Data to process
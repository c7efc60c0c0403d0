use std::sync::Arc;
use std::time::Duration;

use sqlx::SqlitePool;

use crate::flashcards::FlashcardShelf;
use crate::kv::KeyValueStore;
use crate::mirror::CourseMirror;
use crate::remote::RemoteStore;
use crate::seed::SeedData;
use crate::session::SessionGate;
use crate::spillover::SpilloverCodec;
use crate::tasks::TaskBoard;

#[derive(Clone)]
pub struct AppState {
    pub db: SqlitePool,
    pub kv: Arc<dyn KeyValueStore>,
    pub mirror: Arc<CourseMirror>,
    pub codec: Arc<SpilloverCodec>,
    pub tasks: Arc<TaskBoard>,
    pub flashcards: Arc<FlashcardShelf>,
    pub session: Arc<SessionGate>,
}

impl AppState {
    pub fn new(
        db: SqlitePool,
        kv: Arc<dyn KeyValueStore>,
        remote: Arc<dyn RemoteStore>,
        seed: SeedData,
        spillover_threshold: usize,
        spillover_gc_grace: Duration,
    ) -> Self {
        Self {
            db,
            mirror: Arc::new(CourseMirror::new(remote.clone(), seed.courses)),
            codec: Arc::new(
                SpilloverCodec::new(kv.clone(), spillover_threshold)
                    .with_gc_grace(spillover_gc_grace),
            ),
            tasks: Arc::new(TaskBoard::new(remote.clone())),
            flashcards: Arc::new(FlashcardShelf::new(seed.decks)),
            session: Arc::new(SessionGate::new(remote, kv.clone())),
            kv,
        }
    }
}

---

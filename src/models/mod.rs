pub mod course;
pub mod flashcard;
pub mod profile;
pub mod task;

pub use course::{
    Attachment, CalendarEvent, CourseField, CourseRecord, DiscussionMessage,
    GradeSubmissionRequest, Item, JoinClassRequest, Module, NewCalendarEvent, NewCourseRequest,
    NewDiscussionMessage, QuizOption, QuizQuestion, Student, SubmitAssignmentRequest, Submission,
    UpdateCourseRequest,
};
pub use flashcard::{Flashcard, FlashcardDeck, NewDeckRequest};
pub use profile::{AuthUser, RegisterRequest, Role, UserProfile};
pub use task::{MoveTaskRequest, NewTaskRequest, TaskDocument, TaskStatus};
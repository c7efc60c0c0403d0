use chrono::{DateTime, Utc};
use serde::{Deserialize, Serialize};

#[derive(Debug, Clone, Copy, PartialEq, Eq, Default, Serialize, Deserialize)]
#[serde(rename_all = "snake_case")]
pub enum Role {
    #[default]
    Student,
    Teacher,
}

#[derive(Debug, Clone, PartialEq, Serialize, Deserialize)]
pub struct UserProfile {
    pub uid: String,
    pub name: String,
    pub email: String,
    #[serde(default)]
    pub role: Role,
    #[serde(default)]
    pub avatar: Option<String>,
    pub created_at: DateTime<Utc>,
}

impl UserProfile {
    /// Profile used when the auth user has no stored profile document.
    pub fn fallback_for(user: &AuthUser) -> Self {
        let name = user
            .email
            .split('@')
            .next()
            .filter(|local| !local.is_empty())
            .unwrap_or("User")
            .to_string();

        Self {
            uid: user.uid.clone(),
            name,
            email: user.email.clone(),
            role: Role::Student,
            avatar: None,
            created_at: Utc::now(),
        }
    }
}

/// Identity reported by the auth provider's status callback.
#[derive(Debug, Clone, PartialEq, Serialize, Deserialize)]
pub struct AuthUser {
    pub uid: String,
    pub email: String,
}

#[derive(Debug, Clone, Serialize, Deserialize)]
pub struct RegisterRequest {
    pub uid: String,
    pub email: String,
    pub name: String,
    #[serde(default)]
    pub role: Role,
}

==

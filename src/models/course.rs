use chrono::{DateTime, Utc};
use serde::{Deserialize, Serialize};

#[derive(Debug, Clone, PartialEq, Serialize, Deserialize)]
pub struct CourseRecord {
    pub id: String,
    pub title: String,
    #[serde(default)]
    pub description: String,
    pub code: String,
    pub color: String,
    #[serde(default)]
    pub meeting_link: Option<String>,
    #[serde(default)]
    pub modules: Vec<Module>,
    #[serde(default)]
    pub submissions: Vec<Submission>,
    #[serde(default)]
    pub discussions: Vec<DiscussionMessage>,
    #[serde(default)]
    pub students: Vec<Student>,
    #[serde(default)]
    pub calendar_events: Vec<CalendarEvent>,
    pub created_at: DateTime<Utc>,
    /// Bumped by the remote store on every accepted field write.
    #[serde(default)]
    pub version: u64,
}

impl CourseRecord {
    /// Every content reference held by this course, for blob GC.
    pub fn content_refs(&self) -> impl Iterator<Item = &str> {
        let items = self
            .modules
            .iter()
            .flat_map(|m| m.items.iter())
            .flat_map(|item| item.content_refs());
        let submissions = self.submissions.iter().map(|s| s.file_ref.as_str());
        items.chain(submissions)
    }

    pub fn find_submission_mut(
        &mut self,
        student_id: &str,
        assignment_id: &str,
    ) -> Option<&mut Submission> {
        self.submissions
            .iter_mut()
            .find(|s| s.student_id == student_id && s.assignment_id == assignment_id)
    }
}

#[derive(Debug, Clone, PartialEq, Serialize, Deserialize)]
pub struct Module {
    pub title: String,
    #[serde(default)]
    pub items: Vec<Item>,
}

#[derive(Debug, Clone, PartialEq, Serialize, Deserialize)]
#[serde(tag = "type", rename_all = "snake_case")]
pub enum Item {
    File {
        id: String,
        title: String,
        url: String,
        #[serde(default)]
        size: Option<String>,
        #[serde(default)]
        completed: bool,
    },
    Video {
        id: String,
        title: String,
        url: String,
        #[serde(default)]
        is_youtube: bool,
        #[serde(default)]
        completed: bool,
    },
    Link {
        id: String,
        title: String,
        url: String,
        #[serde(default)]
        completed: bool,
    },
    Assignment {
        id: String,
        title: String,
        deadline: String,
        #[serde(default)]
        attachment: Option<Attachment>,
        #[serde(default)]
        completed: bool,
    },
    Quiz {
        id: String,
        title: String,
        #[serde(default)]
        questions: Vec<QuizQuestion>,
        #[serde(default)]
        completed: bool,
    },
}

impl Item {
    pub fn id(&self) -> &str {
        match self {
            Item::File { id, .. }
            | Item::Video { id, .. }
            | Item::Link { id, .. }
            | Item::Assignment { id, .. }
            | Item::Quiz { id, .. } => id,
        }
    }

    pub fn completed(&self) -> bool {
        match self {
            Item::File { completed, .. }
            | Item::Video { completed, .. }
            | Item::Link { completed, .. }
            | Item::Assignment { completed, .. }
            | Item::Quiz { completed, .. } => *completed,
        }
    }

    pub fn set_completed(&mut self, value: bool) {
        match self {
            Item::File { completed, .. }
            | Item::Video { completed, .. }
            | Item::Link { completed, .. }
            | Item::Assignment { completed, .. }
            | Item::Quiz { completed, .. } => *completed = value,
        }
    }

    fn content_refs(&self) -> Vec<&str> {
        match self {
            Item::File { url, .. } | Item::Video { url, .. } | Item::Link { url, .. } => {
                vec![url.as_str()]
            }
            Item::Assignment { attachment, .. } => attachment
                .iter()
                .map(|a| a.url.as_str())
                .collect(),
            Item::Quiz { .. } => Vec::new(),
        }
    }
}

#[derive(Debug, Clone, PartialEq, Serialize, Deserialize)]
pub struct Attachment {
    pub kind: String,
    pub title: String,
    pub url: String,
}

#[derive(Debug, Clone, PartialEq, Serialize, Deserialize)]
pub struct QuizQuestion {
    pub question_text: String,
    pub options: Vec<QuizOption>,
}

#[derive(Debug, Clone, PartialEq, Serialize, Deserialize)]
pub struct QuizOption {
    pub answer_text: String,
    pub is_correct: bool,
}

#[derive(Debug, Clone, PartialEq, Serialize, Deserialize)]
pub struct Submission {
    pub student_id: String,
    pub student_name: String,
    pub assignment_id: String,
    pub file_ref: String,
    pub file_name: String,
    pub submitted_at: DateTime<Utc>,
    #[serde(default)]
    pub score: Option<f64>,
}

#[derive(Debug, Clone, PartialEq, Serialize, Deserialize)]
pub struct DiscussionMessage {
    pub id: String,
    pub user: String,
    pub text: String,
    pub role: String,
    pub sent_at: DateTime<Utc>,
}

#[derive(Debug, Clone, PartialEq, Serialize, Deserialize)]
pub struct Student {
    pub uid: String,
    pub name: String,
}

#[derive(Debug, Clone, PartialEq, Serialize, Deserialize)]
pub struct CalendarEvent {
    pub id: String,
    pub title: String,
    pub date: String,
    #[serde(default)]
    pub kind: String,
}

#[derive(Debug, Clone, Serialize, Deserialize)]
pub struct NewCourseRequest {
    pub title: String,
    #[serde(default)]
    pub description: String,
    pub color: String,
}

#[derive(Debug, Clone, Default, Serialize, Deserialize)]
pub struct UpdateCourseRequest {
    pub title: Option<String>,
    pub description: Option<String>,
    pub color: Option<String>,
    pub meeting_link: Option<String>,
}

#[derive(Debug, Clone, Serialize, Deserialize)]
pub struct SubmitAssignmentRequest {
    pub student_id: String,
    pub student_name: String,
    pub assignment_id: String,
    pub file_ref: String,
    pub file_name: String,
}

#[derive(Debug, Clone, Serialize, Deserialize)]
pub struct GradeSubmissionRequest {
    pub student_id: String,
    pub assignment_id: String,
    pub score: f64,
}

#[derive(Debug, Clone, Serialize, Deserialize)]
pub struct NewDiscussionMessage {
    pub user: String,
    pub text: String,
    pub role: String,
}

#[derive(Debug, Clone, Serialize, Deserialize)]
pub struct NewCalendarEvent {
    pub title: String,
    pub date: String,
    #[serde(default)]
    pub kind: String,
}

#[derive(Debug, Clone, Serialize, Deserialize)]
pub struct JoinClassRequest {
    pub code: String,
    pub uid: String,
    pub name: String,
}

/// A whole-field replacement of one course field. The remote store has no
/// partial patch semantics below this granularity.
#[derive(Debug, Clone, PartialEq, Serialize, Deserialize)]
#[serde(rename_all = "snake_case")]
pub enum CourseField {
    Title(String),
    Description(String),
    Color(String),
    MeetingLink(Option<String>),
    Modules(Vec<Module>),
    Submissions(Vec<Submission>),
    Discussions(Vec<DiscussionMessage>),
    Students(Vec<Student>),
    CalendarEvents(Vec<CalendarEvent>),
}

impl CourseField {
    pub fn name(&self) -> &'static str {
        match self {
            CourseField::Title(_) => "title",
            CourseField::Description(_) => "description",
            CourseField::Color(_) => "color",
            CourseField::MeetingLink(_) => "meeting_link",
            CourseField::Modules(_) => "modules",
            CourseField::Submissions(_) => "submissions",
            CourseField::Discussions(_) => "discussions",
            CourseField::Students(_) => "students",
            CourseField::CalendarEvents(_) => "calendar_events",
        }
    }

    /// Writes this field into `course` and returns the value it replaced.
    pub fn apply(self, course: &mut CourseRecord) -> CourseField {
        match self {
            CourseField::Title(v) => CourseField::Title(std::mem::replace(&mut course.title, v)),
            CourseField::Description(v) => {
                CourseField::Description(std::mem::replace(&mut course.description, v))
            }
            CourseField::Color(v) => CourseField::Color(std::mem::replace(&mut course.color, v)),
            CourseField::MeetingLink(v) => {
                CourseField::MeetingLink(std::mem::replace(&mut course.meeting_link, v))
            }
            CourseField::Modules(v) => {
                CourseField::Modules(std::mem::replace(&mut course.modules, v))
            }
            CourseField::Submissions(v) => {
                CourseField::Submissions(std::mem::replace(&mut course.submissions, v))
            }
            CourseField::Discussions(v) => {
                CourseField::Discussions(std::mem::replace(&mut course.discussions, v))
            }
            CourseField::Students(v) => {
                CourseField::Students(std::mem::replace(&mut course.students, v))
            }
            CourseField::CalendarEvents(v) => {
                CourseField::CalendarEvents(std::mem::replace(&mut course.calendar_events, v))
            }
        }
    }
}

Task requirements
Only a number is wanted. How many lines of the entries above carry "FlashcardShelf"?

Exercise result
3